• [Exercise] Extract each line of the records below that contains the word "Result".

··· Records supplied ···

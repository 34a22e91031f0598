use crate::constants::*;
use crate::error::ConfigError;
use crate::replacement::ReplacementPolicy;

/// Startup parameters for one simulation run, before validation.
///
/// Counts and ages are signed so that non-positive values coming from the
/// command line can be rejected with a descriptive [`ConfigError`] instead
/// of a generic parse failure.
#[derive(Debug, Clone, PartialEq, Eq)]
pub struct SimConfig {
    pub address_bits: u32,
    pub page_size: u64,
    pub entries_per_level: u64,
    /// Explicit per-level widths, most significant level first
    pub level_bits: Option<Vec<u32>>,
    pub frames: i64,
    pub recent_age: i64,
    pub policy: ReplacementPolicy,
    pub limit: Option<i64>,
}

impl SimConfig {
    pub fn new(frames: i64) -> Self {
        SimConfig {
            address_bits: ADDRESS_BITS,
            page_size: PAGE_SIZE,
            entries_per_level: ENTRIES_PER_LEVEL as u64,
            level_bits: None,
            frames,
            recent_age: RECENT_AGE as i64,
            policy: ReplacementPolicy::default(),
            limit: None,
        }
    }

    /// Check every parameter and derive the address layout
    pub fn validate(&self) -> Result<ValidConfig, ConfigError> {
        if self.frames <= 0 {
            return Err(ConfigError::NonPositiveFrames(self.frames));
        }
        if self.recent_age <= 0 {
            return Err(ConfigError::NonPositiveRecentAge(self.recent_age));
        }
        if let Some(limit) = self.limit {
            if limit <= 0 {
                return Err(ConfigError::NonPositiveLimit(limit));
            }
        }

        let layout = match &self.level_bits {
            Some(widths) => {
                AddressLayout::with_levels(self.address_bits, self.page_size, widths.clone())?
            }
            None => AddressLayout::uniform(self.address_bits, self.page_size, self.entries_per_level)?,
        };

        Ok(ValidConfig {
            layout,
            frames: self.frames as usize,
            recent_age: self.recent_age as u64,
            policy: self.policy,
            limit: self.limit.map(|l| l as usize),
        })
    }
}

/// Configuration that passed validation; the only way to build a memory manager
#[derive(Debug, Clone, PartialEq, Eq)]
pub struct ValidConfig {
    pub layout: AddressLayout,
    pub frames: usize,
    pub recent_age: u64,
    pub policy: ReplacementPolicy,
    pub limit: Option<usize>,
}

/// How a virtual address splits into page-table indices and an offset
#[derive(Debug, Clone, PartialEq, Eq)]
pub struct AddressLayout {
    address_bits: u32,
    offset_bits: u32,
    level_bits: Vec<u32>,
    level_shifts: Vec<u32>,
}

impl AddressLayout {
    /// Equal-width levels of `entries_per_level` entries; the top level
    /// takes the remainder when the page number does not divide evenly.
    pub fn uniform(address_bits: u32, page_size: u64, entries_per_level: u64) -> Result<Self, ConfigError> {
        let (offset_bits, vpn_bits) = Self::split(address_bits, page_size)?;
        if entries_per_level < 2 || !entries_per_level.is_power_of_two() {
            return Err(ConfigError::NotPowerOfTwo {
                what: "entries per page-table level",
                value: entries_per_level,
            });
        }
        let per_level = entries_per_level.trailing_zeros();
        if per_level > MAX_LEVEL_BITS {
            return Err(ConfigError::LevelTooWide { level: 0, bits: per_level, max: MAX_LEVEL_BITS });
        }

        let depth = vpn_bits.div_ceil(per_level);
        let mut widths = vec![per_level; depth as usize];
        let remainder = vpn_bits - per_level * (depth - 1);
        widths[0] = remainder;

        Ok(Self::build(address_bits, offset_bits, widths))
    }

    /// Caller-chosen widths, most significant level first; they must cover
    /// the page number exactly.
    pub fn with_levels(address_bits: u32, page_size: u64, widths: Vec<u32>) -> Result<Self, ConfigError> {
        let (offset_bits, vpn_bits) = Self::split(address_bits, page_size)?;
        if let Some(level) = widths.iter().position(|&w| w == 0) {
            return Err(ConfigError::EmptyLevel { level });
        }
        if let Some((level, &bits)) = widths.iter().enumerate().find(|&(_, &w)| w > MAX_LEVEL_BITS) {
            return Err(ConfigError::LevelTooWide { level, bits, max: MAX_LEVEL_BITS });
        }
        let used: u32 = widths.iter().sum();
        if used > vpn_bits {
            return Err(ConfigError::BitBudgetExceeded { used, available: vpn_bits });
        }
        if used < vpn_bits {
            return Err(ConfigError::LayoutTooNarrow { used, available: vpn_bits });
        }
        Ok(Self::build(address_bits, offset_bits, widths))
    }

    fn split(address_bits: u32, page_size: u64) -> Result<(u32, u32), ConfigError> {
        if address_bits == 0 || address_bits > MAX_ADDRESS_BITS {
            return Err(ConfigError::AddressBits { bits: address_bits, max: MAX_ADDRESS_BITS });
        }
        if !page_size.is_power_of_two() {
            return Err(ConfigError::NotPowerOfTwo { what: "page size", value: page_size });
        }
        let offset_bits = page_size.trailing_zeros();
        if offset_bits >= address_bits {
            return Err(ConfigError::NoPageNumberBits { offset_bits, address_bits });
        }
        Ok((offset_bits, address_bits - offset_bits))
    }

    fn build(address_bits: u32, offset_bits: u32, level_bits: Vec<u32>) -> Self {
        // a level's shift is the combined width of every level below it
        let mut level_shifts = vec![0; level_bits.len()];
        let mut shift = 0;
        for (i, &width) in level_bits.iter().enumerate().rev() {
            level_shifts[i] = shift;
            shift += width;
        }
        AddressLayout {
            address_bits,
            offset_bits,
            level_bits,
            level_shifts,
        }
    }

    #[inline]
    pub fn address_bits(&self) -> u32 {
        self.address_bits
    }

    #[inline]
    pub fn offset_bits(&self) -> u32 {
        self.offset_bits
    }

    #[inline]
    pub fn page_size(&self) -> u64 {
        1 << self.offset_bits
    }

    #[inline]
    pub fn depth(&self) -> usize {
        self.level_bits.len()
    }

    pub fn level_bits(&self) -> &[u32] {
        &self.level_bits
    }

    /// Number of entries in a node at `level`
    #[inline]
    pub fn entries_at(&self, level: usize) -> usize {
        1 << self.level_bits[level]
    }

    /// Index into the node at `level` for page number `vpn`
    #[inline]
    pub fn index(&self, vpn: u64, level: usize) -> usize {
        let mask = (1u64 << self.level_bits[level]) - 1;
        ((vpn >> self.level_shifts[level]) & mask) as usize
    }

    /// Largest address representable in `address_bits`
    pub fn max_address(&self) -> u64 {
        if self.address_bits == 64 {
            u64::MAX
        } else {
            (1u64 << self.address_bits) - 1
        }
    }

    /// Per-level masks positioned over the full virtual address
    pub fn level_masks(&self) -> Vec<u64> {
        self.level_bits
            .iter()
            .zip(&self.level_shifts)
            .map(|(&width, &shift)| ((1u64 << width) - 1) << (shift + self.offset_bits))
            .collect()
    }

    pub fn offset_mask(&self) -> u64 {
        self.page_size() - 1
    }
}

#[cfg(test)]
mod tests {
    use super::*;

    #[test]
    fn test_reference_sizing() {
        let layout = AddressLayout::uniform(32, 4096, 1024).unwrap();
        assert_eq!(layout.offset_bits(), 12);
        assert_eq!(layout.depth(), 2);
        assert_eq!(layout.level_bits(), &[10, 10]);
        assert_eq!(layout.entries_at(0), 1024);
    }

    #[test]
    fn test_uneven_split_puts_remainder_on_top() {
        // 20 page-number bits in 8-bit levels: 4 + 8 + 8
        let layout = AddressLayout::uniform(32, 4096, 256).unwrap();
        assert_eq!(layout.level_bits(), &[4, 8, 8]);
        assert_eq!(layout.entries_at(0), 16);
    }

    #[test]
    fn test_index_partitions_vpn() {
        let layout = AddressLayout::uniform(32, 4096, 1024).unwrap();
        let vpn = (0x2A5 << 10) | 0x13C;
        assert_eq!(layout.index(vpn, 0), 0x2A5);
        assert_eq!(layout.index(vpn, 1), 0x13C);
    }

    #[test]
    fn test_explicit_levels() {
        let layout = AddressLayout::with_levels(32, 4096, vec![8, 6, 6]).unwrap();
        assert_eq!(layout.depth(), 3);
        let vpn: u64 = (0xAB << 12) | (0x15 << 6) | 0x2F;
        assert_eq!(layout.index(vpn, 0), 0xAB);
        assert_eq!(layout.index(vpn, 1), 0x15);
        assert_eq!(layout.index(vpn, 2), 0x2F);
    }

    #[test]
    fn test_explicit_levels_over_budget() {
        let err = AddressLayout::with_levels(32, 4096, vec![10, 10, 8]).unwrap_err();
        assert_eq!(err, ConfigError::BitBudgetExceeded { used: 28, available: 20 });
    }

    #[test]
    fn test_explicit_levels_too_narrow() {
        let err = AddressLayout::with_levels(32, 4096, vec![8, 8]).unwrap_err();
        assert_eq!(err, ConfigError::LayoutTooNarrow { used: 16, available: 20 });
    }

    #[test]
    fn test_zero_width_level() {
        let err = AddressLayout::with_levels(32, 4096, vec![20, 0]).unwrap_err();
        assert_eq!(err, ConfigError::EmptyLevel { level: 1 });
    }

    #[test]
    fn test_explicit_level_too_wide() {
        let err = AddressLayout::with_levels(64, 1, vec![64]).unwrap_err();
        assert_eq!(err, ConfigError::LevelTooWide { level: 0, bits: 64, max: MAX_LEVEL_BITS });

        let err = AddressLayout::with_levels(44, 4096, vec![32]).unwrap_err();
        assert_eq!(err, ConfigError::LevelTooWide { level: 0, bits: 32, max: MAX_LEVEL_BITS });

        let err = AddressLayout::with_levels(64, 4096, vec![10, 26, 16]).unwrap_err();
        assert_eq!(err, ConfigError::LevelTooWide { level: 1, bits: 26, max: MAX_LEVEL_BITS });
    }

    #[test]
    fn test_uniform_level_too_wide() {
        let err = AddressLayout::uniform(64, 4096, 1 << 32).unwrap_err();
        assert_eq!(err, ConfigError::LevelTooWide { level: 0, bits: 32, max: MAX_LEVEL_BITS });
        assert!(AddressLayout::uniform(64, 4096, 1 << MAX_LEVEL_BITS).is_ok());
    }

    #[test]
    fn test_validate_rejects_wide_levels_before_any_translation() {
        let mut config = SimConfig::new(4);
        config.address_bits = 64;
        config.page_size = 1;
        config.level_bits = Some(vec![64]);
        assert!(matches!(config.validate(), Err(ConfigError::LevelTooWide { .. })));
    }

    #[test]
    fn test_level_masks() {
        let layout = AddressLayout::uniform(32, 4096, 1024).unwrap();
        assert_eq!(layout.level_masks(), vec![0xFFC0_0000, 0x003F_F000]);
        assert_eq!(layout.offset_mask(), 0xFFF);
    }

    #[test]
    fn test_bad_page_size() {
        let err = AddressLayout::uniform(32, 3000, 1024).unwrap_err();
        assert!(matches!(err, ConfigError::NotPowerOfTwo { what: "page size", .. }));
    }

    #[test]
    fn test_page_covers_address() {
        let err = AddressLayout::uniform(12, 4096, 1024).unwrap_err();
        assert_eq!(err, ConfigError::NoPageNumberBits { offset_bits: 12, address_bits: 12 });
    }

    #[test]
    fn test_address_width_range() {
        assert!(AddressLayout::uniform(0, 4096, 1024).is_err());
        assert!(AddressLayout::uniform(65, 4096, 1024).is_err());
        let wide = AddressLayout::uniform(64, 4096, 1024).unwrap();
        assert_eq!(wide.level_bits(), &[2, 10, 10, 10, 10, 10]);
        assert_eq!(wide.max_address(), u64::MAX);
    }

    #[test]
    fn test_validate_rejects_non_positive_values() {
        assert_eq!(SimConfig::new(0).validate().unwrap_err(), ConfigError::NonPositiveFrames(0));
        assert_eq!(SimConfig::new(-3).validate().unwrap_err(), ConfigError::NonPositiveFrames(-3));

        let mut config = SimConfig::new(4);
        config.recent_age = 0;
        assert_eq!(config.validate().unwrap_err(), ConfigError::NonPositiveRecentAge(0));

        let mut config = SimConfig::new(4);
        config.limit = Some(0);
        assert_eq!(config.validate().unwrap_err(), ConfigError::NonPositiveLimit(0));
    }

    #[test]
    fn test_validate_defaults() {
        let valid = SimConfig::new(4).validate().unwrap();
        assert_eq!(valid.frames, 4);
        assert_eq!(valid.recent_age, RECENT_AGE);
        assert_eq!(valid.policy, ReplacementPolicy::WsClock);
        assert_eq!(valid.layout.depth(), 2);
        assert_eq!(valid.limit, None);
    }
}
//! Multi-level page table.
//!
//! Nodes live in an arena and refer to their children by index. Node 0 is
//! the root. A node at level `i` has `2^level_bits[i]` entries; only the
//! final level holds mappings. Nodes are created lazily by [`PageTable::bind`]
//! and are never freed during a run.

use crate::config::AddressLayout;
use crate::memory::FrameIndex;
use crate::translation::Vpn;

/// Handle of a node inside the arena
pub type NodeId = usize;

const ROOT: NodeId = 0;

/// A valid final-level entry
#[derive(Debug, Clone, Copy, PartialEq, Eq)]
pub struct Mapping {
    pub frame: FrameIndex,
    /// Logical time the mapping was installed
    pub stamp: u64,
}

#[derive(Debug, Clone, Copy, PartialEq, Eq)]
enum Entry {
    Empty,
    Table(NodeId),
    Mapped(Mapping),
}

struct Node {
    entries: Box<[Entry]>,
}

impl Node {
    fn new(size: usize) -> Self {
        Node {
            entries: vec![Entry::Empty; size].into_boxed_slice(),
        }
    }
}

pub struct PageTable {
    layout: AddressLayout,
    nodes: Vec<Node>,
}

impl PageTable {
    pub fn new(layout: &AddressLayout) -> Self {
        PageTable {
            nodes: vec![Node::new(layout.entries_at(0))],
            layout: layout.clone(),
        }
    }

    pub fn layout(&self) -> &AddressLayout {
        &self.layout
    }

    /// Frame bound to `vpn`, if the page is resident
    pub fn lookup(&self, vpn: Vpn) -> Option<FrameIndex> {
        self.mapping(vpn).map(|m| m.frame)
    }

    /// Final-level entry for `vpn`, if the page is resident
    pub fn mapping(&self, vpn: Vpn) -> Option<Mapping> {
        let (node, index) = self.find_leaf(vpn)?;
        match self.nodes[node].entries[index] {
            Entry::Mapped(mapping) => Some(mapping),
            _ => None,
        }
    }

    /// Map `vpn` to `frame`, creating intermediate nodes on the way
    pub fn bind(&mut self, vpn: Vpn, frame: FrameIndex, now: u64) {
        let last = self.layout.depth() - 1;
        let mut node = ROOT;

        for level in 0..last {
            let index = self.layout.index(vpn, level);
            let entry = self.nodes[node].entries[index];
            node = match entry {
                Entry::Table(child) => child,
                Entry::Empty => {
                    let child = self.nodes.len();
                    self.nodes.push(Node::new(self.layout.entries_at(level + 1)));
                    self.nodes[node].entries[index] = Entry::Table(child);
                    child
                }
                Entry::Mapped(_) => unreachable!("mapping above the final level at level {}", level),
            };
        }

        let index = self.layout.index(vpn, last);
        self.nodes[node].entries[index] = Entry::Mapped(Mapping { frame, stamp: now });
    }

    /// Remove the mapping for `vpn`, returning the frame it pointed at
    pub fn invalidate(&mut self, vpn: Vpn) -> Option<FrameIndex> {
        let (node, index) = self.find_leaf(vpn)?;
        let slot = &mut self.nodes[node].entries[index];
        let Entry::Mapped(mapping) = *slot else {
            return None;
        };
        *slot = Entry::Empty;
        Some(mapping.frame)
    }

    /// Nodes allocated so far, root included
    pub fn node_count(&self) -> usize {
        self.nodes.len()
    }

    /// Walk to the final-level node holding `vpn` without creating anything
    fn find_leaf(&self, vpn: Vpn) -> Option<(NodeId, usize)> {
        let last = self.layout.depth() - 1;
        let mut node = ROOT;

        for level in 0..last {
            match self.nodes[node].entries[self.layout.index(vpn, level)] {
                Entry::Table(child) => node = child,
                _ => return None,
            }
        }

        Some((node, self.layout.index(vpn, last)))
    }
}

···

• [Problem solution]
    pub fn validate(&self) -> Result<ValidConfig, ConfigError> {
    pub fn uniform(address_bits: u32, page_size: u64, entries_per_level: u64) -> Result<Self, ConfigError> {
    pub fn with_levels(address_bits: u32, page_size: u64, widths: Vec<u32>) -> Result<Self, ConfigError> {
    fn split(address_bits: u32, page_size: u64) -> Result<(u32, u32), ConfigError> {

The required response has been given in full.